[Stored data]
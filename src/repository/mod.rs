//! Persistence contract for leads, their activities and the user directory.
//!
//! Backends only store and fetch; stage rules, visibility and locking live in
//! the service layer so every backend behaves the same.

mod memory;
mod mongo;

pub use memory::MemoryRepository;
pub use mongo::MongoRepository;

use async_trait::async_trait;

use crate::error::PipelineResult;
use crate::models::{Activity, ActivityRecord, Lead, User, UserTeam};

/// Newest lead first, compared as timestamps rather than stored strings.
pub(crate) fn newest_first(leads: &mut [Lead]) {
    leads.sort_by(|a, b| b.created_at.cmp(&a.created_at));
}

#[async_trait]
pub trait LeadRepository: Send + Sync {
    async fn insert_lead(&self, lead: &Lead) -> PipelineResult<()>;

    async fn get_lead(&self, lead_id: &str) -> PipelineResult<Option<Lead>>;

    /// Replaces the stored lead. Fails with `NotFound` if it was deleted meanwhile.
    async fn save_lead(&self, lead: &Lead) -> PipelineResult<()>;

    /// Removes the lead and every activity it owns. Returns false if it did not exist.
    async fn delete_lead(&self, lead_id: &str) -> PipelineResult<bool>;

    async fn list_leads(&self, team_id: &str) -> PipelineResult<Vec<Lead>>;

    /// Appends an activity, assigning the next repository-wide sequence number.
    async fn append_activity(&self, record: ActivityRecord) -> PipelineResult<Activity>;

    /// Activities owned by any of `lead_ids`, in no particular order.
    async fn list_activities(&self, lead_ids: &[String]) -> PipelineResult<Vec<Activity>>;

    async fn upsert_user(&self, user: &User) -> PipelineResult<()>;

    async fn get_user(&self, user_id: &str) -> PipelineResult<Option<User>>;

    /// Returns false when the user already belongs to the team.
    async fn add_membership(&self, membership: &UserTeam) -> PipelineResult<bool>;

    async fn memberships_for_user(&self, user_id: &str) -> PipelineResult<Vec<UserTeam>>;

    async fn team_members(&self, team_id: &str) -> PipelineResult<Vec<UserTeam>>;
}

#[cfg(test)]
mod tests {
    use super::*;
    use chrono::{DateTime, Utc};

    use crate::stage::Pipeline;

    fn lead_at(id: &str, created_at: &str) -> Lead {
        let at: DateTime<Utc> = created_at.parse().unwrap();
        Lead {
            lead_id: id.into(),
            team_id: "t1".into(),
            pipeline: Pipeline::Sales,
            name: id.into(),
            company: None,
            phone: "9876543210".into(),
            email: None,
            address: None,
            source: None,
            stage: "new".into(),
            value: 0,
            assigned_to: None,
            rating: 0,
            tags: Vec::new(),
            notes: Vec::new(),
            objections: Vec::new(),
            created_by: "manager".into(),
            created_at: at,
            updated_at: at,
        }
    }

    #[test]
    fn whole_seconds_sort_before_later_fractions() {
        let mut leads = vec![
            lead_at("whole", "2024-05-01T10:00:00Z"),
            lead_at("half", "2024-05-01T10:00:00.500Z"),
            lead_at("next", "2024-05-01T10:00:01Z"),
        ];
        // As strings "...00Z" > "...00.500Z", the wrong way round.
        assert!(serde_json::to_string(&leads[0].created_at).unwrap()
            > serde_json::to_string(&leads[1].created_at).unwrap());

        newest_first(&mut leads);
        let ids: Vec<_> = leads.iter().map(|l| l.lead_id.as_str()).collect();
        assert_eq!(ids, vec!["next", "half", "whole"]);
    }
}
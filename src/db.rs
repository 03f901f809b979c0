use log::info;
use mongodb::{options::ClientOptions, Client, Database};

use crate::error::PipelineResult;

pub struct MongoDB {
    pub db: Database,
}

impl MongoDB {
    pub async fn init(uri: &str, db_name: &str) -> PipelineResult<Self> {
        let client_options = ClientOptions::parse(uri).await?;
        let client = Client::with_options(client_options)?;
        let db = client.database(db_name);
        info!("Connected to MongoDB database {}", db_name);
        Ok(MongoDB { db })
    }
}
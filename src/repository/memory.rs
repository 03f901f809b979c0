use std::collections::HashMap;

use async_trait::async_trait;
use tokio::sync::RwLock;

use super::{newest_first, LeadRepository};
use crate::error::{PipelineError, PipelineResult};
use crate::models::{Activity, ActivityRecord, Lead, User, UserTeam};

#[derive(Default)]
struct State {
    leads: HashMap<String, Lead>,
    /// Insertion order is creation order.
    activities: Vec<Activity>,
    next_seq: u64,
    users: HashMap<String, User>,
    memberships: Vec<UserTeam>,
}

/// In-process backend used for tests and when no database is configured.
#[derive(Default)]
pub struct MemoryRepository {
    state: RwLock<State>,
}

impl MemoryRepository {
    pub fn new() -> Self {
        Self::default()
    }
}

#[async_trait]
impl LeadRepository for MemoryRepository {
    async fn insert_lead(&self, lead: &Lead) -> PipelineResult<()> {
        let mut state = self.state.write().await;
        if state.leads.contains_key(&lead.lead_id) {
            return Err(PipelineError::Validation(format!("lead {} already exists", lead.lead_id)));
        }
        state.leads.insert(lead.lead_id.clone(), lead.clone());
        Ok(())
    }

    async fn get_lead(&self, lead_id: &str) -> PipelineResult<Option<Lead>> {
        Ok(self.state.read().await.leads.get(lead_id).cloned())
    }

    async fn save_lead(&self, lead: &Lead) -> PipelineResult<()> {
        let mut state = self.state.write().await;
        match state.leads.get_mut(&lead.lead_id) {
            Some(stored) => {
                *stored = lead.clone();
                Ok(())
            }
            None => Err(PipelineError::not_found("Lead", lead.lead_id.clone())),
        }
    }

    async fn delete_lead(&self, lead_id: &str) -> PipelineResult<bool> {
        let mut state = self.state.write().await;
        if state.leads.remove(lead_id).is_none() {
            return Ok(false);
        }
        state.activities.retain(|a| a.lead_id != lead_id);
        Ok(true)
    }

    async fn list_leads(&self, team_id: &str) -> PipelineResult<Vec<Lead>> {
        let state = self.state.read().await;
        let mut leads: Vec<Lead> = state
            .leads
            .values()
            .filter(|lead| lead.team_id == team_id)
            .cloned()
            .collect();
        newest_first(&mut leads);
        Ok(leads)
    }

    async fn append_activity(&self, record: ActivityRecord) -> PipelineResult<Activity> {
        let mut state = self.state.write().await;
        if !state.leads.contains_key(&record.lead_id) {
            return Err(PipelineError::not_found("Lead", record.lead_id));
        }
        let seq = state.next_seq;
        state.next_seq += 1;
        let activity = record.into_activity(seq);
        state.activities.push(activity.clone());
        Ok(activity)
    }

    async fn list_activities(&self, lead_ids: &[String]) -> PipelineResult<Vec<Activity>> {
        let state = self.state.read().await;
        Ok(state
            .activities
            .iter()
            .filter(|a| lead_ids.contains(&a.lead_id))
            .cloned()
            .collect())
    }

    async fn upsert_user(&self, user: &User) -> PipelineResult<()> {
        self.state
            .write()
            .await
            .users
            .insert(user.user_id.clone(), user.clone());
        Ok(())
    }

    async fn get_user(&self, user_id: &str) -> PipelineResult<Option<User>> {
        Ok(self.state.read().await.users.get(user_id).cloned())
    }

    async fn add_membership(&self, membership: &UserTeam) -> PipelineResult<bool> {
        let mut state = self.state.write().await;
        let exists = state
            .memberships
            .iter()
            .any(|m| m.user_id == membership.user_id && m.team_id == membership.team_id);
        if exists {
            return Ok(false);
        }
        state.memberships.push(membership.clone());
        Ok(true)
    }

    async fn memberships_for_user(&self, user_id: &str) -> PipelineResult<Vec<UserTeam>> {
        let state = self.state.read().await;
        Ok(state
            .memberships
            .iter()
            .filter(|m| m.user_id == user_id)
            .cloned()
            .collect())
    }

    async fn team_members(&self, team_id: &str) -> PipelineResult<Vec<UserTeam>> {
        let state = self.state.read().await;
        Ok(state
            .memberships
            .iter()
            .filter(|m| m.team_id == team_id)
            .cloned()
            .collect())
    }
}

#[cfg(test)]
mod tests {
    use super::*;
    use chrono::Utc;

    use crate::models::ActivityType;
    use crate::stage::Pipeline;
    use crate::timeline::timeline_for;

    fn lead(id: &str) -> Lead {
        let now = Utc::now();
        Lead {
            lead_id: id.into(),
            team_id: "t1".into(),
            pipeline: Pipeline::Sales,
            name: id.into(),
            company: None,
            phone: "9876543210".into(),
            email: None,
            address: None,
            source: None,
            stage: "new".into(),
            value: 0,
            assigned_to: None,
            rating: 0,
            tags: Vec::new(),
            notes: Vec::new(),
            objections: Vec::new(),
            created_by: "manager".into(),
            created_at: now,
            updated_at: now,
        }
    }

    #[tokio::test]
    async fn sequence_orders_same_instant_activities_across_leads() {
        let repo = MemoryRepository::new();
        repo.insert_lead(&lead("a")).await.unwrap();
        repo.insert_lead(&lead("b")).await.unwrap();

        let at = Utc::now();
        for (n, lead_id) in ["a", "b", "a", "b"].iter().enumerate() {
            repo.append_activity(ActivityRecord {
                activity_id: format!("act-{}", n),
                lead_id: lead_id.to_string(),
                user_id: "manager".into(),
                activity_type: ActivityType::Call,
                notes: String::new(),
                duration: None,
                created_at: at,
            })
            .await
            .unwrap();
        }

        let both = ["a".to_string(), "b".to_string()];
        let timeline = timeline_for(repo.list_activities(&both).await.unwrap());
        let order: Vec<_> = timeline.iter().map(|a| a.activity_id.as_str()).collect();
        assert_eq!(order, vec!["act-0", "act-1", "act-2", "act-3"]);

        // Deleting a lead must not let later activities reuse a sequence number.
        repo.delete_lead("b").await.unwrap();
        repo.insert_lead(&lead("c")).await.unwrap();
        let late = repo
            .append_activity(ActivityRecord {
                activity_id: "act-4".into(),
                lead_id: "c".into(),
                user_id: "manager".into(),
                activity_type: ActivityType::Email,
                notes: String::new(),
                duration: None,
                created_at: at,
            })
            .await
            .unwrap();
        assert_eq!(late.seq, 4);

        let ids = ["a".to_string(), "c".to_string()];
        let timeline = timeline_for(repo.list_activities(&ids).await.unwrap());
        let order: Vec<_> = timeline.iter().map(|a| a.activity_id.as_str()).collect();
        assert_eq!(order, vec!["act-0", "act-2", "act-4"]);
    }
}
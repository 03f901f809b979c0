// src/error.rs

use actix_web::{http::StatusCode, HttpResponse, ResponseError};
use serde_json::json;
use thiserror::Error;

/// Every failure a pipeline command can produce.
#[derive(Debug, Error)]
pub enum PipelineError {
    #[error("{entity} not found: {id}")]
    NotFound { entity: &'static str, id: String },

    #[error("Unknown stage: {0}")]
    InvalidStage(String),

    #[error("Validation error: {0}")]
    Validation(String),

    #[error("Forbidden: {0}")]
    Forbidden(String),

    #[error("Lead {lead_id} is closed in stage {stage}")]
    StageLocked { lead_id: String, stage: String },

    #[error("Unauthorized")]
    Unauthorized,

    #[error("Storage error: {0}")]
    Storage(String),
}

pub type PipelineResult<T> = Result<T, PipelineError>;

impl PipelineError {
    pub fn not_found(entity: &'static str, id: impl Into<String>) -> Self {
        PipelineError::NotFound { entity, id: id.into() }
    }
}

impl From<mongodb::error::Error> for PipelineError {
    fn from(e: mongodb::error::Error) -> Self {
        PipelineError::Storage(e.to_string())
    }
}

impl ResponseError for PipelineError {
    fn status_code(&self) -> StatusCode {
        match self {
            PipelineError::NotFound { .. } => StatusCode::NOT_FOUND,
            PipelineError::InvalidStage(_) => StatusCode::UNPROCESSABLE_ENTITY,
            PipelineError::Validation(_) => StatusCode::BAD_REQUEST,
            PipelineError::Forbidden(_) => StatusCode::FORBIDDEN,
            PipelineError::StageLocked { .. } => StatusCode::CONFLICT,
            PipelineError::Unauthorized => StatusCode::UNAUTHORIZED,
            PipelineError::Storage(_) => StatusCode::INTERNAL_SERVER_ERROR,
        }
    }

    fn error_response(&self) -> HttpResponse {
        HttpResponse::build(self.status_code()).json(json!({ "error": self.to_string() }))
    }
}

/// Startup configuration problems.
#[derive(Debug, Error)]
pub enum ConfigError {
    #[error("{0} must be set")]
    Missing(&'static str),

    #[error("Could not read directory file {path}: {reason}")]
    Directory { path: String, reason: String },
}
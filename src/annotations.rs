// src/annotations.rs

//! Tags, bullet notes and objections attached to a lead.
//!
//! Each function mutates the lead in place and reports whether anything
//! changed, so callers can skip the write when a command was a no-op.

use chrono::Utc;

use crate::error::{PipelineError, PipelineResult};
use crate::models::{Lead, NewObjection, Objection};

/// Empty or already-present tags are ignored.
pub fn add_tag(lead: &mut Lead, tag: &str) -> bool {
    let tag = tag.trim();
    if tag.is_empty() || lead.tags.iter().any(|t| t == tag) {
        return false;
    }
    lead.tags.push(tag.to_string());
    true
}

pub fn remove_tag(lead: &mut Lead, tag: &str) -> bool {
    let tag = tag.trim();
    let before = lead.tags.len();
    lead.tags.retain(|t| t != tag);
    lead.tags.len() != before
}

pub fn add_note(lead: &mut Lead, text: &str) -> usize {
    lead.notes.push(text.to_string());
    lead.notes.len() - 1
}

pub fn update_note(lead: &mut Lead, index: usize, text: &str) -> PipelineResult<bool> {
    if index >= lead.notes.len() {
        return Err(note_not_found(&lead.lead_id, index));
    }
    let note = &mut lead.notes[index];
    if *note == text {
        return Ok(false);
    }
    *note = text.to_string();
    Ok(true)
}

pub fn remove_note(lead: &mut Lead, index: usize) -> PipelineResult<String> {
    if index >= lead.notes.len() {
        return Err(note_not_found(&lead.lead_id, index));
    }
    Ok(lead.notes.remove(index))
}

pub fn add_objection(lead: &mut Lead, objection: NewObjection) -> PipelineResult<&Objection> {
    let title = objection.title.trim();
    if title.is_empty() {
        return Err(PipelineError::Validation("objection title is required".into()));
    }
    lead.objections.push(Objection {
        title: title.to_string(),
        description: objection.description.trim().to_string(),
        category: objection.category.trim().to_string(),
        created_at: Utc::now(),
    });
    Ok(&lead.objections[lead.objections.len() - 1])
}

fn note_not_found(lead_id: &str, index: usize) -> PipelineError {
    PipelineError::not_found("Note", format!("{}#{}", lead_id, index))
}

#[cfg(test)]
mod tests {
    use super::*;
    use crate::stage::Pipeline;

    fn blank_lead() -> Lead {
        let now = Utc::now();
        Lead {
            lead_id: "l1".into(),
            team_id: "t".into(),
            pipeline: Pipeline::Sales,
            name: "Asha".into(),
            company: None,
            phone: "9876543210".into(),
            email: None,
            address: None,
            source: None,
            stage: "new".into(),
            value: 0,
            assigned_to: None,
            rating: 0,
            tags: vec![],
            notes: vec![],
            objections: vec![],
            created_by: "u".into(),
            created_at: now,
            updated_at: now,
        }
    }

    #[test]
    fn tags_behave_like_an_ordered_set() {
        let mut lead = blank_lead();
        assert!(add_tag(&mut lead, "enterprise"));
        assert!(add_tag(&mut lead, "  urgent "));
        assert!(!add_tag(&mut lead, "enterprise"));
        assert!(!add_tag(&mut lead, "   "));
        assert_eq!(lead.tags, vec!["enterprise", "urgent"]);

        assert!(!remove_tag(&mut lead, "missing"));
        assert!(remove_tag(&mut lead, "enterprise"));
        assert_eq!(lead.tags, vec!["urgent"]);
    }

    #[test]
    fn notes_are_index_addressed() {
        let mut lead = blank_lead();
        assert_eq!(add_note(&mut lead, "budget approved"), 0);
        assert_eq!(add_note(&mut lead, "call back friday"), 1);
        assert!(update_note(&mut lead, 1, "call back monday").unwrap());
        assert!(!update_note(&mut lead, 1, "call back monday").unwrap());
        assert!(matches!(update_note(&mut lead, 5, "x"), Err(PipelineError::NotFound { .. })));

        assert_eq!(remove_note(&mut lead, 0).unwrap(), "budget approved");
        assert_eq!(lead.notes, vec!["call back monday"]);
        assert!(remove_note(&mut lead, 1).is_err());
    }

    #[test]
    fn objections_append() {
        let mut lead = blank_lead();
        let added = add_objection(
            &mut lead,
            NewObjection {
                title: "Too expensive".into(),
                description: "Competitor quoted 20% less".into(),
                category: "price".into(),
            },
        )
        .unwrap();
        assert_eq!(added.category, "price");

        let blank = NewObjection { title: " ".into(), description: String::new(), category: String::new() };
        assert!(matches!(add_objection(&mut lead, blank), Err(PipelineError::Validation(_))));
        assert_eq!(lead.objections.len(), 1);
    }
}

Task goal. I need every line of the data that has the word "HttpResponse"; please list them.

Answer to this exercise.
use actix_web::{http::StatusCode, HttpResponse, ResponseError};
    fn error_response(&self) -> HttpResponse {
        HttpResponse::build(self.status_code()).json(json!({ "error": self.to_string() }))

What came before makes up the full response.